There are no clinical trials conducted in pregnant women with letrozole. However, there are post-marketing reports of spontaneous abortions and congenital anomalies in infants of mothers who took letrozole during pregnancy (see Precautions). Reproductive toxicity studies in rats demonstrated letrozole induced embryotoxicity and fetotoxicity as well as teratogenicity. Letrozole caused adverse pregnancy outcomes, including congenital malformations, in rats and rabbits at doses much smaller than the daily maximum recommended human dose (MHRD) on a mg/m2 basis. Observed effects included increased post-implantation pregnancy loss and resorptions, fewer live fetuses, and fetal malformations affecting the renal and skeletal systems.
Isolated cases of birth defects (labial fusion, ambiguous genitalia) have been reported in infants born to women exposed off label use (infertility treatment, ovulation induction) of letrozole during pregnancy.
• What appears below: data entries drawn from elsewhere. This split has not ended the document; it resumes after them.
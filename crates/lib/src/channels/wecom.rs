//! WeCom (WeChat Work) group robot.

use crate::channels::http::{check_bot_reply, post_json, settings};
use crate::channels::registry::{ChannelKind, ChannelSender, Payload, SendError};
use async_trait::async_trait;
use serde::Deserialize;
use serde_json::json;

#[derive(Debug, Deserialize)]
struct WeComSettings {
    #[serde(alias = "webhookUrl", alias = "webhook_url", alias = "url")]
    webhook: String,
}

pub struct WeComSender {
    client: reqwest::Client,
}

impl WeComSender {
    pub fn new(client: reqwest::Client) -> Self {
        Self { client }
    }
}

#[async_trait]
impl ChannelSender for WeComSender {
    fn kind(&self) -> ChannelKind {
        ChannelKind::WeCom
    }

    async fn send(&self, settings_value: &serde_json::Value, payload: Payload<'_>) -> Result<(), SendError> {
        let s: WeComSettings = settings(settings_value)?;
        let body = json!({
            "msgtype": "text",
            "text": { "content": payload.text() },
        });
        let reply = post_json(&self.client, &s.webhook, &body).await?;
        check_bot_reply(&reply, "errcode", "errmsg")
    }
}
Animal data: In embryo-fetal development studies, pregnant rats received oral doses of letrozole up to 0.03 mg/kg/day during the period of organogenesis. Reproduction studies in rats showed embryotoxicity and fetotoxicity at letrozole doses ≥0.003 mg/kg during organogenesis which is equal to or greater than 1/100 the MHRD (mg/m2 basis). Embryo-and fetotoxic effects observed at doses ≥0.003 mg/kg included intrauterine mortality, increased resorption, increased post-implantation loss, decreased number of live fetuses and fetal anomalies including shortening of renal papilla, dilation of ureter, edema and skeletal variations. Letrozole doses of 0.03 mg/kg which is 1/10 the MHRD (mg/m2 basis) were teratogenic and caused fetal domed head and cervical/centrum vertebral fusion.
In the embryo-fetal development study in pregnant rabbits, oral administration of letrozole was associated with signs of embryotoxicity and fetotoxicity at doses ≥0.006 mg/kg/day, as indicated by increased resorption, increased post implantation loss and decreased numbers of live fetuses. There was no evidence of teratogenicity.
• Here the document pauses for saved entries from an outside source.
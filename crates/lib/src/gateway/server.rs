//! Gateway HTTP server (single port) and the wiring of serial link, store, and channels.

use crate::background::Background;
use crate::channels::{ConfigFileChannels, Notifier, SenderRegistry};
use crate::config::{self, Config};
use crate::gateway::protocol::{
    ApiError, MessagesQuery, SendSmsRequest, SendSmsResponse, SetFlymodeRequest,
};
use crate::modem::{CommandError, ModemService};
use crate::serial;
use crate::store::JsonMessageStore;
use anyhow::{Context, Result};
use axum::{
    extract::{rejection::JsonRejection, Query, Request, State},
    http::{header, StatusCode},
    middleware::{self, Next},
    response::{IntoResponse, Response},
    routing::{get, post},
    Json, Router,
};
use serde_json::json;
use std::path::PathBuf;
use std::sync::Arc;
use std::time::Duration;
use tokio::io::{AsyncBufRead, AsyncWrite};

const DEFAULT_MESSAGE_LIMIT: usize = 50;
const MAX_MESSAGE_LIMIT: usize = 500;

/// Shared state for the HTTP handlers.
#[derive(Clone)]
pub struct GatewayState {
    pub config: Arc<Config>,
    pub modem: Arc<ModemService>,
    /// When Some, /api requests must carry `Authorization: Bearer <token>`.
    pub required_token: Option<String>,
}

/// When auth mode is token and a token is configured, returns it for request validation.
fn require_api_token(config: &Config) -> Option<String> {
    if config.gateway.auth.mode == config::GatewayAuthMode::Token {
        config::resolve_gateway_token(config)
    } else {
        None
    }
}

/// Open the configured serial device and run the gateway on it until shutdown (Ctrl+C / SIGTERM).
pub async fn run_gateway(config: Config, config_path: PathBuf) -> Result<()> {
    let device = config::resolve_serial_device(&config).context(
        "no serial device configured (set serial.device in the config or SMSGATE_SERIAL_DEVICE)",
    )?;
    let baud_rate = config.serial.baud_rate;
    let (reader, writer) = serial::open_device(&device, baud_rate)
        .await
        .with_context(|| format!("opening serial device {}", device.display()))?;
    log::info!("serial link opened on {} at {} baud", device.display(), baud_rate);
    serve(config, config_path, reader, writer).await
}

/// Run the gateway over an already-open link: `reader` yields module output, `writer` takes commands.
/// When bind is not loopback, a gateway token must be configured or startup fails.
pub async fn serve<R, W>(config: Config, config_path: PathBuf, reader: R, writer: W) -> Result<()>
where
    R: AsyncBufRead + Unpin + Send + 'static,
    W: AsyncWrite + Unpin + Send + 'static,
{
    let bind = config.gateway.bind.trim().to_string();
    if !config::is_loopback_bind(&bind) {
        let token = config::resolve_gateway_token(&config);
        if token.is_none() || config.gateway.auth.mode != config::GatewayAuthMode::Token {
            anyhow::bail!(
                "refusing to bind gateway to {} without auth (set gateway.auth.mode to \"token\" and gateway.auth.token or SMSGATE_GATEWAY_TOKEN)",
                bind
            );
        }
    }

    let storage_path = config::resolve_storage_path(&config, &config_path);
    let store = JsonMessageStore::open(&storage_path)
        .await
        .with_context(|| format!("opening message store {}", storage_path.display()))?;
    let senders = SenderRegistry::with_defaults().context("building notification HTTP client")?;
    let notifier = Arc::new(Notifier::new(
        Arc::new(ConfigFileChannels::new(&config_path)),
        senders,
    ));

    let background = Background::tracked();
    let (commands, writer_task) = serial::spawn_writer(writer);
    let modem = Arc::new(
        ModemService::new(Arc::new(store), notifier, commands, background.clone())
            .with_command_timeout(Duration::from_secs(config.serial.command_timeout_secs)),
    );

    let message_router = modem.router();
    let decode_task = tokio::spawn(async move {
        if let Err(e) = serial::run_decode_loop(reader, &message_router).await {
            log::error!("serial: decode loop failed: {}", e);
        }
    });
    modem.request_status_update();

    let state = GatewayState {
        config: Arc::new(config.clone()),
        modem,
        required_token: require_api_token(&config),
    };
    let app = router(state);

    let bind_addr = format!("{}:{}", bind, config.gateway.port);
    let listener = tokio::net::TcpListener::bind(&bind_addr)
        .await
        .with_context(|| format!("binding to {}", bind_addr))?;
    log::info!("gateway listening on {}", bind_addr);

    axum::serve(listener, app)
        .with_graceful_shutdown(shutdown_signal())
        .await
        .context("gateway server exited")?;

    decode_task.abort();
    background.wait_idle().await;
    writer_task.abort();
    log::info!("gateway stopped");
    Ok(())
}

/// HTTP routes over `state`.
pub fn router(state: GatewayState) -> Router {
    let api = Router::new()
        .route("/serial/sms", post(send_sms))
        .route("/serial/status", get(device_status))
        .route("/serial/flymode", post(set_flymode))
        .route("/serial/reboot", post(reboot))
        .route("/messages", get(list_messages))
        .route_layer(middleware::from_fn_with_state(state.clone(), require_token));

    Router::new()
        .route("/", get(health_http))
        .nest("/api", api)
        .with_state(state)
}

/// Future that completes when the process should shut down (SIGINT or SIGTERM).
async fn shutdown_signal() {
    let ctrl_c = async {
        tokio::signal::ctrl_c()
            .await
            .expect("failed to install Ctrl+C handler");
    };

    #[cfg(unix)]
    let terminate = async {
        tokio::signal::unix::signal(tokio::signal::unix::SignalKind::terminate())
            .expect("failed to install SIGTERM handler")
            .recv()
            .await;
    };

    #[cfg(not(unix))]
    let terminate = std::future::pending::<()>();

    tokio::select! {
        _ = ctrl_c => {},
        _ = terminate => {},
    }
    log::info!("shutdown signal received, draining background work");
}

fn error_response(status: StatusCode, error: impl Into<String>) -> Response {
    (status, Json(ApiError::new(error))).into_response()
}

fn command_error_response(e: CommandError) -> Response {
    let status = match e {
        CommandError::Invalid(_) => StatusCode::BAD_REQUEST,
        _ => StatusCode::INTERNAL_SERVER_ERROR,
    };
    error_response(status, e.to_string())
}

/// Rejects /api requests without the configured bearer token.
async fn require_token(State(state): State<GatewayState>, req: Request, next: Next) -> Response {
    if let Some(ref expected) = state.required_token {
        let provided = req
            .headers()
            .get(header::AUTHORIZATION)
            .and_then(|v| v.to_str().ok())
            .and_then(|v| v.strip_prefix("Bearer "))
            .unwrap_or("");
        if provided != expected.as_str() {
            return error_response(StatusCode::UNAUTHORIZED, "missing or invalid token");
        }
    }
    next.run(req).await
}

/// GET / returns a simple health JSON (for probes).
async fn health_http(State(state): State<GatewayState>) -> Json<serde_json::Value> {
    Json(json!({
        "runtime": "running",
        "port": state.config.gateway.port,
    }))
}

/// POST /api/serial/sms: queue an SMS; answers with the request id the send result will carry.
async fn send_sms(
    State(state): State<GatewayState>,
    body: Result<Json<SendSmsRequest>, JsonRejection>,
) -> Response {
    let Ok(Json(req)) = body else {
        return error_response(StatusCode::BAD_REQUEST, "invalid request body");
    };
    match state.modem.send_sms(&req.to, &req.content).await {
        Ok(request_id) => Json(SendSmsResponse { request_id }).into_response(),
        Err(e) => {
            log::error!("api: send sms failed: {}", e);
            command_error_response(e)
        }
    }
}

/// GET /api/serial/status: cached module state; also asks the module for a fresh report.
async fn device_status(State(state): State<GatewayState>) -> Response {
    state.modem.request_status_update();
    Json(state.modem.device().snapshot()).into_response()
}

/// POST /api/serial/flymode: waits for the module to confirm.
async fn set_flymode(
    State(state): State<GatewayState>,
    body: Result<Json<SetFlymodeRequest>, JsonRejection>,
) -> Response {
    let Ok(Json(req)) = body else {
        return error_response(StatusCode::BAD_REQUEST, "invalid request body");
    };
    match state.modem.set_flymode(req.enabled).await {
        Ok(()) => {
            state.modem.request_status_update();
            Json(json!({})).into_response()
        }
        Err(e) => {
            log::error!("api: set flymode failed: {}", e);
            command_error_response(e)
        }
    }
}

/// POST /api/serial/reboot
async fn reboot(State(state): State<GatewayState>) -> Response {
    match state.modem.reboot().await {
        Ok(()) => Json(json!({})).into_response(),
        Err(e) => {
            log::error!("api: reboot failed: {}", e);
            command_error_response(e)
        }
    }
}

/// GET /api/messages?limit=N: newest first.
async fn list_messages(
    State(state): State<GatewayState>,
    Query(query): Query<MessagesQuery>,
) -> Response {
    let limit = query
        .limit
        .unwrap_or(DEFAULT_MESSAGE_LIMIT)
        .clamp(1, MAX_MESSAGE_LIMIT);
    match state.modem.store().list(limit).await {
        Ok(records) => Json(records).into_response(),
        Err(e) => {
            log::error!("api: listing messages failed: {}", e);
            error_response(StatusCode::INTERNAL_SERVER_ERROR, e.to_string())
        }
    }
}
Lactation: Risk summary: Letrozole is contraindicated during lactation (see Contraindications).
It is not known if letrozole is excreted in human milk. There are no data on the effects of letrozole on the breastfed child or the effects of letrozole on milk production. Because many drugs are excreted in human milk and because of the potential for adverse reactions in nursing infants from letrozole, a nursing woman should be advised on the potential risks to the child. The developmental and health benefits of breastfeeding should be considered along with the mother's clinical need for letrozole and any potential adverse effects on the breast-fed child from letrozole or from the underlying maternal condition.
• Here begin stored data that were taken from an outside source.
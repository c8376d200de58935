//! Modem service: the handlers behind each message type, the send-result correlator,
//! and the command path back to the module.
//!
//! Handlers run synchronously on the decode loop. Anything that touches storage or the
//! network is handed to [`Background`] so the next frame is decoded immediately.

mod call;
mod commands;
mod correlator;
mod sms;
mod system;

pub use commands::CommandError;
pub use correlator::{TaskStatus, TaskStatusUpdater};

use crate::background::Background;
use crate::channels::{NotificationMessage, Notifier};
use crate::device::DeviceState;
use crate::routing::MessageRouter;
use crate::serial::{CommandWriter, DecodedMessage, MessageKind};
use crate::store::MessageStore;
use commands::PendingReplies;
use std::sync::Arc;
use std::time::Duration;

type HandlerFn = fn(&ModemService, &DecodedMessage);

/// Message kind -> handler. Every known kind has exactly one entry.
const HANDLERS: [(MessageKind, HandlerFn); 13] = [
    (MessageKind::IncomingSms, ModemService::handle_incoming_sms),
    (MessageKind::SystemReady, ModemService::handle_system_ready),
    (MessageKind::Heartbeat, ModemService::handle_heartbeat),
    (MessageKind::StatusResponse, ModemService::handle_status_response),
    (
        MessageKind::CellularControlResponse,
        ModemService::handle_cellular_control_response,
    ),
    (
        MessageKind::PhoneNumberResponse,
        ModemService::handle_phone_number_response,
    ),
    (MessageKind::CmdResponse, ModemService::handle_command_response),
    (MessageKind::SmsSendResult, ModemService::handle_sms_send_result),
    (MessageKind::SimEvent, ModemService::handle_sim_event),
    (MessageKind::Warning, ModemService::handle_warning),
    (MessageKind::Error, ModemService::handle_error),
    (MessageKind::IncomingCall, ModemService::handle_incoming_call),
    (MessageKind::CallDisconnected, ModemService::handle_call_disconnected),
];

pub struct ModemService {
    store: Arc<dyn MessageStore>,
    notifier: Arc<Notifier>,
    commands: CommandWriter,
    device: DeviceState,
    pending: PendingReplies,
    background: Background,
    task_status: Option<Arc<dyn TaskStatusUpdater>>,
    command_timeout: Duration,
}

impl ModemService {
    pub fn new(
        store: Arc<dyn MessageStore>,
        notifier: Arc<Notifier>,
        commands: CommandWriter,
        background: Background,
    ) -> Self {
        Self {
            store,
            notifier,
            commands,
            device: DeviceState::new(),
            pending: PendingReplies::default(),
            background,
            task_status: None,
            command_timeout: Duration::from_secs(10),
        }
    }

    /// Propagate send outcomes to an external scheduler (e.g. a scheduled-SMS task list).
    pub fn with_task_status_updater(mut self, updater: Arc<dyn TaskStatusUpdater>) -> Self {
        self.task_status = Some(updater);
        self
    }

    pub fn with_command_timeout(mut self, timeout: Duration) -> Self {
        self.command_timeout = timeout;
        self
    }

    /// Router with every known message type bound to this service.
    pub fn router(self: &Arc<Self>) -> MessageRouter {
        HANDLERS
            .iter()
            .fold(MessageRouter::builder(), |builder, &(kind, handler)| {
                let service = Arc::clone(self);
                builder.register(kind.tag(), move |msg: &DecodedMessage| handler(&service, msg))
            })
            .build()
    }

    pub fn device(&self) -> &DeviceState {
        &self.device
    }

    pub fn store(&self) -> &Arc<dyn MessageStore> {
        &self.store
    }

    pub fn background(&self) -> &Background {
        &self.background
    }

    /// Fan `msg` out in the background.
    fn notify(&self, msg: NotificationMessage) {
        let notifier = self.notifier.clone();
        self.background.spawn("notification", async move {
            notifier.dispatch(&msg).await;
        });
    }
}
Data: Animal data: Exposure of lactating rats to letrozole was associated with an impaired reproductive performance of the male offspring at a letrozole dose as low as 0.003 mg/kg/day. There were no effects on the reproductive performance of female offspring.
Females and males of reproductive potential: Contraception: The physician needs to discuss the necessity of adequate contraception with women who have the potential to become pregnant including women who are perimenopausal or who recently became postmenopausal, until their postmenopausal status is fully established.
Letrozole of reproductive potential should be advised that human data and animal studies have shown letrozole to be harmful to the developing fetus. Sexually-active females of reproductive potential should use effective contraception (methods that result in less than 1% pregnancy rates) when using letrozole during treatment and for 20 days (5 x T½) after stopping treatment with letrozole.
Infertility: Fertility studies in rats showed that letrozole has adverse effects on male and female fertility at doses relevant to man. Exposure of letrozole to lactating rats was associated with an impaired reproductive performance of the male offspring at a letrozole dose as low as 0.003 mg/kg/day. There were no effects on the reproductive performance of female offspring.
In a juvenile rat study, decreased fertility at all doses (lowest dose at 0.003 mg/kg/day) was accompanied by hypertrophy of the hypophysis, testicular changes which included a degeneration of the seminiferous tubular epithelium and atrophy of the female reproductive tract. With the exception of bone size in females and morphological changes in the testes, all effects were at least partially reversible. Based on animal studies, letrozole may impair fertility in males of reproductive potential.